Dielectric elastomers, the name most commonly given to a new class of electroactive polymer actuators discovered in the early 1990s, are an exciting new actuator technology. The field is growing rapidly, whether measured by number of research papers, performance of the technology, or diversity of potential applications. This first book devoted exclusively to dielectric elastomers therefore seems timely, and the introduction is a good place to step back and take a big picture look at where the field has been and where it is going.

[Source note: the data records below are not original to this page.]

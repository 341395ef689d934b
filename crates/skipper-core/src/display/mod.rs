//! Display formatting for booking state.
//!
//! This module provides Display implementations on domain models plus
//! newtype wrappers for contextual formatting, enabling consistent output
//! across the wizard's views.
//!
//! ```text
//! ┌─────────────────┐    ┌─────────────────┐    ┌─────────────────┐
//! │  Domain Models  │    │ Display Wrappers│    │   Formatted     │
//! │ (Step, Order…)  │───▶│ (OrderSummary,  │───▶│    Output       │
//! │                 │    │  StepperLine…)  │    │   (Terminal)    │
//! └─────────────────┘    └─────────────────┘    └─────────────────┘
//! ```
//!
//! ## Module Organization
//!
//! - [`models`]: Display implementations for the domain enums
//! - [`summary`]: The running order summary and money formatting
//! - [`stepper`]: The one-line progress stepper
//! - [`collections`]: The hire catalog and lookup result lists
//! - [`datetime`]: Long-form civil date formatting
//!
//! All wrappers produce markdown for rich terminal rendering; wrappers
//! hold references rather than owned data where practical.
//!
//! # Examples
//!
//! ```rust
//! use skipper_core::{
//!     display::{OrderSummary, SkipCatalog},
//!     models::{OrderDetails, Skip},
//! };
//!
//! let order = OrderDetails {
//!     skip_price: Some(331),
//!     ..OrderDetails::default()
//! };
//! let summary = format!("{}", OrderSummary(&order));
//! assert!(summary.contains("**Total**: £397.20"));
//!
//! let catalog = format!("{}", SkipCatalog(Skip::catalog()));
//! assert!(catalog.contains("£252"));
//! ```

pub mod collections;
pub mod datetime;
pub mod models;
pub mod stepper;
pub mod summary;

// Re-export commonly used types for convenience
pub use collections::{LocationResults, SkipCatalog};
pub use datetime::LocalDate;
pub use stepper::StepperLine;
pub use summary::{OrderSummary, Pounds};
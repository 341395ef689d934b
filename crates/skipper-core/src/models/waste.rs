//! Waste category enumeration.

use std::str::FromStr;

use serde::{Deserialize, Serialize};

/// Type-safe enumeration of waste categories.
///
/// A booking may carry any combination of these; selection is replaced
/// wholesale on every update rather than merged.
#[derive(Debug, Clone, Copy, Serialize, Deserialize, PartialEq, Eq)]
#[serde(rename_all = "lowercase")]
pub enum WasteType {
    /// General household items and furniture
    Household,

    /// Building materials and renovation debris
    Construction,

    /// Green waste and landscaping materials
    Garden,

    /// Business, office, and shop waste
    Commercial,
}

impl FromStr for WasteType {
    type Err = String;

    fn from_str(s: &str) -> Result<Self, Self::Err> {
        match s.to_lowercase().as_str() {
            "household" => Ok(WasteType::Household),
            "construction" => Ok(WasteType::Construction),
            "garden" => Ok(WasteType::Garden),
            "commercial" => Ok(WasteType::Commercial),
            _ => Err(format!("Invalid waste type: {s}")),
        }
    }
}

impl WasteType {
    /// Convert to the wire string representation.
    pub fn as_str(&self) -> &'static str {
        match self {
            WasteType::Household => "household",
            WasteType::Construction => "construction",
            WasteType::Garden => "garden",
            WasteType::Commercial => "commercial",
        }
    }

    /// Card title shown during waste selection.
    pub fn label(&self) -> &'static str {
        match self {
            WasteType::Household => "Household Waste",
            WasteType::Construction => "Construction Waste",
            WasteType::Garden => "Garden Waste",
            WasteType::Commercial => "Commercial Waste",
        }
    }

    /// One-line description shown during waste selection.
    pub fn description(&self) -> &'static str {
        match self {
            WasteType::Household => "General household items and furniture",
            WasteType::Construction => "Building materials and renovation debris",
            WasteType::Garden => "Green waste and landscaping materials",
            WasteType::Commercial => "Commercial waste and office clearances",
        }
    }

    /// Example items for the category.
    pub fn examples(&self) -> &'static [&'static str] {
        match self {
            WasteType::Household => {
                &["Furniture", "Garden waste", "Appliances", "General household items"]
            }
            WasteType::Construction => &["Bricks", "Concrete", "Timber", "Plasterboard"],
            WasteType::Garden => &["Soil", "Plants", "Branches", "Grass cuttings"],
            WasteType::Commercial => &["Office furniture", "Equipment", "Shop fittings", "Packaging"],
        }
    }
}
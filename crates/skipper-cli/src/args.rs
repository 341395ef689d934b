use std::path::PathBuf;

use clap::Parser;

/// Main command-line interface for the Skipper booking wizard
///
/// Skipper walks a user through the six steps of booking a waste-skip
/// delivery: location, waste types, skip size, permit check, delivery
/// date, and payment. The wizard reads commands interactively from stdin,
/// or from a script file for non-interactive runs, and keeps all booking
/// state in memory for the lifetime of the session.
#[derive(Parser)]
#[command(version, about, name = "sk")]
pub struct Args {
    /// Disable colored output and use plain text
    #[arg(long)]
    pub no_color: bool,

    /// Override the location lookup endpoint URL
    #[arg(long)]
    pub lookup_url: Option<String>,

    /// Read wizard commands from a file instead of stdin
    #[arg(long)]
    pub script: Option<PathBuf>,
}
//! Display implementations for domain models.
//!
//! Kept separate from the model definitions to maintain the split between
//! data structures and presentation.

use std::fmt;

use crate::models::{SkipLocation, SkipSize, Step, WasteType};

impl fmt::Display for Step {
    fn fmt(&self, f: &mut fmt::Formatter<'_>) -> fmt::Result {
        write!(f, "{}", self.title())
    }
}

impl fmt::Display for WasteType {
    fn fmt(&self, f: &mut fmt::Formatter<'_>) -> fmt::Result {
        write!(f, "{}", self.label())
    }
}

impl fmt::Display for SkipSize {
    fn fmt(&self, f: &mut fmt::Formatter<'_>) -> fmt::Result {
        write!(f, "{} Yard Skip", self.yards())
    }
}

impl fmt::Display for SkipLocation {
    fn fmt(&self, f: &mut fmt::Formatter<'_>) -> fmt::Result {
        match self {
            SkipLocation::Private => write!(f, "Private Property (No permit required)"),
            SkipLocation::Public => write!(f, "Public Road (Permit required)"),
        }
    }
}
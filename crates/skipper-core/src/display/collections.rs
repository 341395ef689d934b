//! Collection wrapper types for displaying groups of domain objects.

use std::fmt;

use crate::lookup::Location;
use crate::models::Skip;

/// Newtype wrapper for displaying the fixed hire catalog.
///
/// Renders each catalog entry as a markdown list item with its price,
/// hire period, capacity guidance, and any road-placement warning.
pub struct SkipCatalog<'a>(pub &'a [Skip]);

impl fmt::Display for SkipCatalog<'_> {
    fn fmt(&self, f: &mut fmt::Formatter<'_>) -> fmt::Result {
        if self.0.is_empty() {
            return writeln!(f, "No skips available.");
        }
        for skip in self.0 {
            write!(
                f,
                "- **{}** - £{} ({}, holds {})",
                skip.size, skip.price, skip.period, skip.size.capacity_hint()
            )?;
            if let Some(warning) = skip.warning {
                write!(f, " ⚠ {warning}")?;
            }
            writeln!(f)?;
        }
        Ok(())
    }
}

/// Newtype wrapper for displaying deduplicated lookup results.
///
/// An empty result set renders its own "no matches" line, so callers
/// print the wrapper unconditionally.
pub struct LocationResults(pub Vec<Location>);

impl fmt::Display for LocationResults {
    fn fmt(&self, f: &mut fmt::Formatter<'_>) -> fmt::Result {
        if self.0.is_empty() {
            return writeln!(f, "No matching locations found.");
        }
        for location in &self.0 {
            if location.area.is_empty() {
                writeln!(f, "- {}", location.postcode)?;
            } else {
                writeln!(f, "- {} ({})", location.postcode, location.area)?;
            }
        }
        Ok(())
    }
}
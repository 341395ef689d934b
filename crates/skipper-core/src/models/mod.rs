//! Data models for the booking wizard.
//!
//! This module contains the core domain models for the Skipper booking
//! system: the fixed step sequence, the waste and skip enumerations, the
//! hire catalog, and the accumulated order record. Display implementations
//! for these models are located in [`crate::display::models`] to maintain
//! clean separation between data structures and presentation logic.
//!
//! # Display Architecture
//!
//! The models follow a dual-display approach:
//!
//! 1. **Model Display**: Display implementations in
//!    [`crate::display::models`] for standalone formatting
//! 2. **Wrapper Display**: Specialized wrappers in [`crate::display`] for
//!    contextual formatting (order summaries, the progress stepper, the
//!    hire catalog)
//!
//! # Examples
//!
//! ```rust
//! use skipper_core::models::{Skip, SkipSize, Step};
//!
//! // Steps carry their order and display titles
//! assert_eq!(Step::Location.position(), 0);
//! assert_eq!(Step::PermitCheck.title(), "Skip Location");
//! assert_eq!(Step::Payment.next(), None);
//!
//! // The hire catalog is fixed
//! let eight = Skip::for_size(SkipSize::Yard8);
//! assert_eq!(eight.price, 331);
//! ```

pub mod order;
pub mod skip;
pub mod step;
pub mod waste;


// Re-export all public types at the models level
pub use order::{collection_for, OrderDetails, HIRE_DAYS, VAT_RATE_PERCENT};
pub use skip::{Skip, SkipLocation, SkipSize, HIRE_PERIOD, ROAD_WARNING};
pub use step::Step;
pub use waste::WasteType;
//! The booking flow state machine.
//!
//! This module provides the main [`BookingFlow`] interface for one booking
//! session. The flow owns the ordered step sequence, the current step
//! pointer, the high-water mark of progress, and the accumulated order
//! record; every view reads from it and funnels all mutation through the
//! operations defined here.
//!
//! ```text
//! ┌─────────────────┐    ┌─────────────────┐    ┌─────────────────┐
//! │   Step Views    │    │   BookingFlow   │    │  OrderDetails   │
//! │ (prompt/render) │───▶│ (navigation +   │───▶│ (accumulated    │
//! │                 │    │  merge rules)   │    │  order payload) │
//! └─────────────────┘    └─────────────────┘    └─────────────────┘
//! ```
//!
//! # Navigation rules
//!
//! - Forward movement is one step at a time and only while the current
//!   step is at or behind the high-water mark.
//! - Backward movement is unconditional (except at the first step) and
//!   never lowers the high-water mark, so a user who went back may
//!   re-advance through steps already reached.
//! - Direct jumps land anywhere at or behind the high-water mark; a jump
//!   ahead of it is rejected as a no-op, which keeps the
//!   `current <= highest` invariant structural instead of relying on
//!   caller discipline.
//!
//! All operations are total: invalid invocations (advancing past the last
//! step, retreating from the first) do nothing rather than fail.
//!
//! # Examples
//!
//! ```rust
//! use skipper_core::{flow::BookingFlow, models::Step, params::OrderUpdate};
//!
//! let mut flow = BookingFlow::new();
//! assert_eq!(flow.current_step(), Step::Location);
//!
//! flow.update_order_details(&OrderUpdate {
//!     postcode: Some("NR32 1AB".to_string()),
//!     ..OrderUpdate::default()
//! });
//! assert!(flow.go_to_next_step());
//! assert_eq!(flow.current_step(), Step::WasteType);
//!
//! // Going back never loses progress
//! assert!(flow.go_to_previous_step());
//! assert_eq!(flow.highest_step_reached(), Step::WasteType);
//! assert!(flow.can_move_forward());
//! ```

use log::{debug, warn};

use crate::models::{collection_for, OrderDetails, SkipLocation, Step, WasteType};
use crate::params::OrderUpdate;


/// State container for one booking session.
///
/// Created empty at session start, mutated throughout, and discarded when
/// the session ends; there is no persistence.
#[derive(Debug, Clone, Default)]
pub struct BookingFlow {
    current_step: Step,
    highest_step_reached: Step,
    order: OrderDetails,
    // Convenience mirrors of subsets of `order`, replaced on every update
    // that carries them.
    waste_types: Vec<WasteType>,
    skip_location: Option<SkipLocation>,
}

impl BookingFlow {
    /// Creates a new session at the first step with an empty order.
    pub fn new() -> Self {
        Self::default()
    }

    /// The step the user is currently on.
    pub fn current_step(&self) -> Step {
        self.current_step
    }

    /// The furthest-forward step ever reached this session.
    pub fn highest_step_reached(&self) -> Step {
        self.highest_step_reached
    }

    /// The accumulated order record.
    pub fn order(&self) -> &OrderDetails {
        &self.order
    }

    /// Mirrored waste category selection.
    pub fn waste_types(&self) -> &[WasteType] {
        &self.waste_types
    }

    /// Mirrored skip placement location.
    pub fn skip_location(&self) -> Option<SkipLocation> {
        self.skip_location
    }

    /// Whether the user may currently advance.
    ///
    /// True iff the current step is at or behind the high-water mark.
    pub fn can_move_forward(&self) -> bool {
        self.current_step.position() <= self.highest_step_reached.position()
    }

    /// Jump directly to a step.
    ///
    /// Intended for step-indicator navigation to already-completed steps.
    /// A jump ahead of the high-water mark is rejected as a no-op; returns
    /// whether the jump was taken.
    pub fn set_current_step(&mut self, step: Step) -> bool {
        if step.position() > self.highest_step_reached.position() {
            warn!(
                "Rejected jump to {} ahead of highest step {}",
                step.as_str(),
                self.highest_step_reached.as_str()
            );
            return false;
        }
        debug!("Jump to step {}", step.as_str());
        self.current_step = step;
        true
    }

    /// Merge a partial update into the order record.
    ///
    /// Unset fields are untouched; set fields overwrite at field
    /// granularity. A supplied waste-type selection replaces the stored
    /// one (and its mirror) rather than merging, and likewise for the
    /// placement location. A supplied delivery date also sets the
    /// collection date exactly fourteen days later. No validation is
    /// performed here; callers validate before building the update.
    pub fn update_order_details(&mut self, update: &OrderUpdate) {
        if let Some(postcode) = &update.postcode {
            self.order.postcode = Some(postcode.clone());
        }
        if let Some(city) = &update.city {
            self.order.city = Some(city.clone());
        }
        if let Some(street) = &update.street {
            self.order.street = Some(street.clone());
        }
        if let Some(house_number) = &update.house_number {
            self.order.house_number = Some(house_number.clone());
        }
        if let Some(waste_types) = &update.waste_types {
            self.order.waste_types = waste_types.clone();
            self.waste_types = waste_types.clone();
        }
        if let Some(skip_size) = update.skip_size {
            self.order.skip_size = Some(skip_size);
        }
        if let Some(skip_price) = update.skip_price {
            self.order.skip_price = Some(skip_price);
        }
        if let Some(skip_location) = update.skip_location {
            self.order.skip_location = Some(skip_location);
            self.skip_location = Some(skip_location);
        }
        if let Some(placement_photo) = &update.placement_photo {
            self.order.placement_photo = Some(placement_photo.clone());
        }
        if let Some(delivery_date) = update.delivery_date {
            self.order.delivery_date = Some(delivery_date);
            self.order.collection_date = Some(collection_for(delivery_date));
        }
    }

    /// Advance to the next step in the fixed order.
    ///
    /// Advances only if a next step exists and forward movement is
    /// currently allowed; silently does nothing otherwise. On a successful
    /// advance the high-water mark is raised if the new step passes it.
    /// Returns whether the step changed.
    pub fn go_to_next_step(&mut self) -> bool {
        let Some(next) = self.current_step.next() else {
            return false;
        };
        if !self.can_move_forward() {
            return false;
        }

        debug!("Advance from {} to {}", self.current_step.as_str(), next.as_str());
        self.current_step = next;
        if next.position() > self.highest_step_reached.position() {
            self.highest_step_reached = next;
        }
        true
    }

    /// Move back to the immediately preceding step.
    ///
    /// Does nothing at the first step, and never changes the high-water
    /// mark. Returns whether the step changed.
    pub fn go_to_previous_step(&mut self) -> bool {
        let Some(previous) = self.current_step.previous() else {
            return false;
        };
        debug!(
            "Retreat from {} to {}",
            self.current_step.as_str(),
            previous.as_str()
        );
        self.current_step = previous;
        true
    }

    /// Whether the order carries everything a step is responsible for.
    ///
    /// `Payment` never reports complete: the system does not model a
    /// post-payment state.
    pub fn is_complete(&self, step: Step) -> bool {
        match step {
            Step::Location => self.order.address_complete(),
            Step::WasteType => !self.order.waste_types.is_empty(),
            Step::SkipSize => self.order.skip_size.is_some() && self.order.skip_price.is_some(),
            Step::PermitCheck => self.order.skip_location.is_some(),
            Step::ChooseDate => self.order.delivery_date.is_some(),
            Step::Payment => false,
        }
    }

    /// Discard all session state and return to the first step.
    pub fn reset(&mut self) {
        debug!("Session reset");
        *self = Self::default();
    }
}
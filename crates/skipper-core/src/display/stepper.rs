//! The one-line progress stepper.

use std::fmt;

use crate::models::Step;

/// One-line progress indicator over the six step titles.
///
/// Steps before the current one are shown with a completion mark, the
/// current step with an arrow, and later steps with an open circle,
/// mirroring the status icons used elsewhere in the output.
pub struct StepperLine {
    pub current: Step,
    pub highest: Step,
}

impl StepperLine {
    /// Build a stepper line for the given position and high-water mark.
    pub fn new(current: Step, highest: Step) -> Self {
        Self { current, highest }
    }

    fn icon(&self, step: Step) -> &'static str {
        if step == self.current {
            "➤"
        } else if step.position() < self.current.position() {
            "✓"
        } else {
            "○"
        }
    }
}

impl fmt::Display for StepperLine {
    fn fmt(&self, f: &mut fmt::Formatter<'_>) -> fmt::Result {
        for (i, step) in Step::ALL.iter().enumerate() {
            if i > 0 {
                write!(f, "  ")?;
            }
            write!(f, "{} {}", self.icon(*step), step.title())?;
        }
        // Reachable-but-not-current steps after a backward jump
        if self.highest.position() > self.current.position() {
            write!(f, "  (reached: {})", self.highest.title())?;
        }
        Ok(())
    }
}

#[cfg(test)]
mod tests {
    use super::*;

    #[test]
    fn test_stepper_marks_current_and_completed() {
        let line = format!("{}", StepperLine::new(Step::SkipSize, Step::SkipSize));
        assert!(line.contains("✓ Confirm Postcode"));
        assert!(line.contains("✓ Waste Types"));
        assert!(line.contains("➤ Skip Size"));
        assert!(line.contains("○ Payment"));
        assert!(!line.contains("(reached:"));
    }

    #[test]
    fn test_stepper_notes_high_water_after_going_back() {
        let line = format!("{}", StepperLine::new(Step::SkipSize, Step::Payment));
        assert!(line.contains("➤ Skip Size"));
        assert!(line.contains("(reached: Payment)"));
    }
}
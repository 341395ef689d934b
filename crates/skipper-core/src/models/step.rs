//! The fixed six-step booking sequence.

use std::str::FromStr;

use serde::{Deserialize, Serialize};

/// One stage of the fixed booking sequence.
///
/// The order of the variants is significant: it is the order in which a
/// booking session progresses, and [`Step::position`] reflects it. Serde
/// tags match the wire names used by the original order payload.
#[derive(Debug, Clone, Copy, Serialize, Deserialize, PartialEq, Eq, PartialOrd, Ord, Default)]
#[serde(rename_all = "camelCase")]
pub enum Step {
    /// Postcode and address capture
    #[default]
    #[serde(rename = "postcode")]
    Location,

    /// Waste category selection
    WasteType,

    /// Skip size and price selection
    SkipSize,

    /// Skip placement and permit check
    PermitCheck,

    /// Delivery date selection
    ChooseDate,

    /// Payment and order confirmation
    Payment,
}

impl Step {
    /// All steps in booking order.
    pub const ALL: [Step; 6] = [
        Step::Location,
        Step::WasteType,
        Step::SkipSize,
        Step::PermitCheck,
        Step::ChooseDate,
        Step::Payment,
    ];

    /// Position of this step in the booking order (0-indexed).
    pub fn position(&self) -> usize {
        match self {
            Step::Location => 0,
            Step::WasteType => 1,
            Step::SkipSize => 2,
            Step::PermitCheck => 3,
            Step::ChooseDate => 4,
            Step::Payment => 5,
        }
    }

    /// The step following this one, if any.
    pub fn next(&self) -> Option<Step> {
        Step::ALL.get(self.position() + 1).copied()
    }

    /// The step preceding this one, if any.
    pub fn previous(&self) -> Option<Step> {
        self.position().checked_sub(1).map(|i| Step::ALL[i])
    }

    /// Whether this is the first step of the sequence.
    pub fn is_first(&self) -> bool {
        self.previous().is_none()
    }

    /// Whether this is the last step of the sequence.
    pub fn is_last(&self) -> bool {
        self.next().is_none()
    }

    /// Fixed display title for the step.
    pub fn title(&self) -> &'static str {
        match self {
            Step::Location => "Confirm Postcode",
            Step::WasteType => "Waste Types",
            Step::SkipSize => "Skip Size",
            Step::PermitCheck => "Skip Location",
            Step::ChooseDate => "Selected Date",
            Step::Payment => "Payment",
        }
    }

    /// Convert to the wire string representation.
    pub fn as_str(&self) -> &'static str {
        match self {
            Step::Location => "postcode",
            Step::WasteType => "wasteType",
            Step::SkipSize => "skipSize",
            Step::PermitCheck => "permitCheck",
            Step::ChooseDate => "chooseDate",
            Step::Payment => "payment",
        }
    }
}

impl FromStr for Step {
    type Err = String;

    fn from_str(s: &str) -> Result<Self, Self::Err> {
        match s.to_lowercase().as_str() {
            "postcode" | "location" => Ok(Step::Location),
            "wastetype" | "waste_type" | "waste" => Ok(Step::WasteType),
            "skipsize" | "skip_size" | "skip" => Ok(Step::SkipSize),
            "permitcheck" | "permit_check" | "permit" => Ok(Step::PermitCheck),
            "choosedate" | "choose_date" | "date" => Ok(Step::ChooseDate),
            "payment" | "pay" => Ok(Step::Payment),
            _ => Err(format!("Invalid step: {s}")),
        }
    }
}
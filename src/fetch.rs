// Copyright 2026 the buildings-map contributors
//
// Licensed under the Apache License, Version 2.0 (the "License");
// you may not use this file except in compliance with the License.
// You may obtain a copy of the License at
//
//     http://www.apache.org/licenses/LICENSE-2.0
//
// Unless required by applicable law or agreed to in writing, software
// distributed under the License is distributed on an "AS IS" BASIS,
// WITHOUT WARRANTIES OR CONDITIONS OF ANY KIND, either express or implied.
// See the License for the specific language governing permissions and
// limitations under the License.

//! Background building fetch.
//!
//! The fetch runs once per app start on its own thread. The result lands in
//! a shared [`FetchState`] and the UI is woken with a repaint request. A
//! failed fetch is terminal until the user explicitly retries; the map keeps
//! showing tiles only.

use std::sync::{Arc, Mutex};

use building_client::{BuildingClient, ClientConfig};
use log::{info, warn};

/// Lifecycle of the one-shot building fetch.
#[derive(Debug)]
pub enum FetchState {
    /// Request in flight (or not started yet).
    Pending,
    /// Fetch and decode succeeded.
    Loaded(building_client::BuildingCollection),
    /// Fetch failed; human-readable reason for the status bubble.
    Failed(String),
}

impl FetchState {
    pub fn is_failed(&self) -> bool {
        matches!(self, FetchState::Failed(_))
    }
}

/// Spawn the fetch thread, storing its tagged result into `state`.
pub fn spawn_fetch(state: Arc<Mutex<FetchState>>, config: ClientConfig, ctx: egui::Context) {
    std::thread::spawn(move || {
        let result = match tokio::runtime::Runtime::new() {
            Ok(rt) => rt.block_on(async {
                let client = BuildingClient::new(config)?;
                client.fetch_buildings().await
            }),
            Err(e) => {
                warn!("failed to start fetch runtime: {e}");
                *state.lock().unwrap() = FetchState::Failed(e.to_string());
                ctx.request_repaint();
                return;
            }
        };

        let next = match result {
            Ok(collection) => {
                info!(
                    "loaded {} buildings ({} features skipped)",
                    collection.len(),
                    collection.skipped
                );
                FetchState::Loaded(collection)
            }
            Err(e) => {
                warn!("building fetch failed: {e}");
                FetchState::Failed(e.to_string())
            }
        };

        *state.lock().unwrap() = next;
        ctx.request_repaint();
    });
}

#[cfg(test)]
mod tests {
    use super::*;
    use std::io::{Read, Write};
    use std::net::TcpListener;
    use std::time::{Duration, Instant};

    fn serve_once(body: &'static str) -> String {
        let listener = TcpListener::bind("127.0.0.1:0").unwrap();
        let addr = listener.local_addr().unwrap();
        std::thread::spawn(move || {
            if let Ok((mut stream, _)) = listener.accept() {
                let mut request = [0u8; 4096];
                let _ = stream.read(&mut request);
                let response = format!(
                    "HTTP/1.1 200 OK\r\nContent-Type: application/json\r\nContent-Length: {}\r\nConnection: close\r\n\r\n{}",
                    body.len(),
                    body
                );
                let _ = stream.write_all(response.as_bytes());
            }
        });
        format!("http://{addr}/api/v1/building/")
    }

    fn wait_for_settled(state: &Arc<Mutex<FetchState>>) {
        let deadline = Instant::now() + Duration::from_secs(10);
        loop {
            {
                let state = state.lock().unwrap();
                if !matches!(*state, FetchState::Pending) {
                    return;
                }
            }
            assert!(Instant::now() < deadline, "fetch never settled");
            std::thread::sleep(Duration::from_millis(20));
        }
    }

    #[test]
    fn test_successful_fetch_reaches_loaded() {
        let url = serve_once(
            r#"{"type":"FeatureCollection","features":[{"type":"Feature","geometry":{"type":"Point","coordinates":[36.82,-1.29]},"properties":{}}]}"#,
        );
        let state = Arc::new(Mutex::new(FetchState::Pending));
        spawn_fetch(
            state.clone(),
            ClientConfig {
                base_url: url,
                timeout: Duration::from_secs(5),
            },
            egui::Context::default(),
        );

        wait_for_settled(&state);
        let settled = state.lock().unwrap();
        match &*settled {
            FetchState::Loaded(collection) => assert_eq!(collection.len(), 1),
            FetchState::Failed(e) => panic!("fetch failed: {e}"),
            FetchState::Pending => unreachable!(),
        }
    }

    #[test]
    fn test_refused_connection_reaches_failed() {
        let listener = TcpListener::bind("127.0.0.1:0").unwrap();
        let addr = listener.local_addr().unwrap();
        drop(listener);

        let state = Arc::new(Mutex::new(FetchState::Pending));
        spawn_fetch(
            state.clone(),
            ClientConfig {
                base_url: format!("http://{addr}/api/v1/building/"),
                timeout: Duration::from_secs(5),
            },
            egui::Context::default(),
        );

        wait_for_settled(&state);
        assert!(state.lock().unwrap().is_failed());
    }
}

Dielectric elastomers are a technology that could have been discovered decades earlier. The notion of opposite charges attracting and like charges repelling has been known since the earliest days of electricity (indeed, the effect on dielectric materials is known as Maxwell stress referring to the work by James Maxwell on the foundations of the electromagnetic theory). The materials needed to show actuation, such as polymer films and carbon black, have been available since at least the 1940s if not earlier. In fact, Bar-Cohen and Breazeal [1] note that experiments done with electric charges on natural rubber by W. Roentgen date back to 1880 while M. Sacerdote measured the strain response of dielectrics to applied electric fields in 1899.

But just because a technology could be discovered does not mean that it will be discovered. As with other technologies, several seemingly disparate threads had to come together before dielectric elastomers could be realized. Certainly, long-term interest in piezoelectric and electrostrictive materials helped to set the stage for dielectric elastomer development. An important step in this regard was the excellent work by Scheinbeim, Zhang, Zhenyi and others in investigating electrostrictive polymers such as semi-crystalline polyurethanes [2]. As with piezoelectric and electrostrictive ceramic work before it, investigations into electrostrictive polymers treated Maxwell stress as a secondary factor that needed to be subtracted out from the more important electrostrictive measurements rather than a potentially powerful actuation mode worth pursuing in itself. Nonetheless, early electrostrictive polymer work was important in the evolution of dielectric elastomers in that it showed the potential of electroactive polymers beyond piezoelectric polymer materials such as polyvinylidene fluoride (PVDF), and it illustrated some of the important issues in electrode compliance that arise in high strain actuator materials.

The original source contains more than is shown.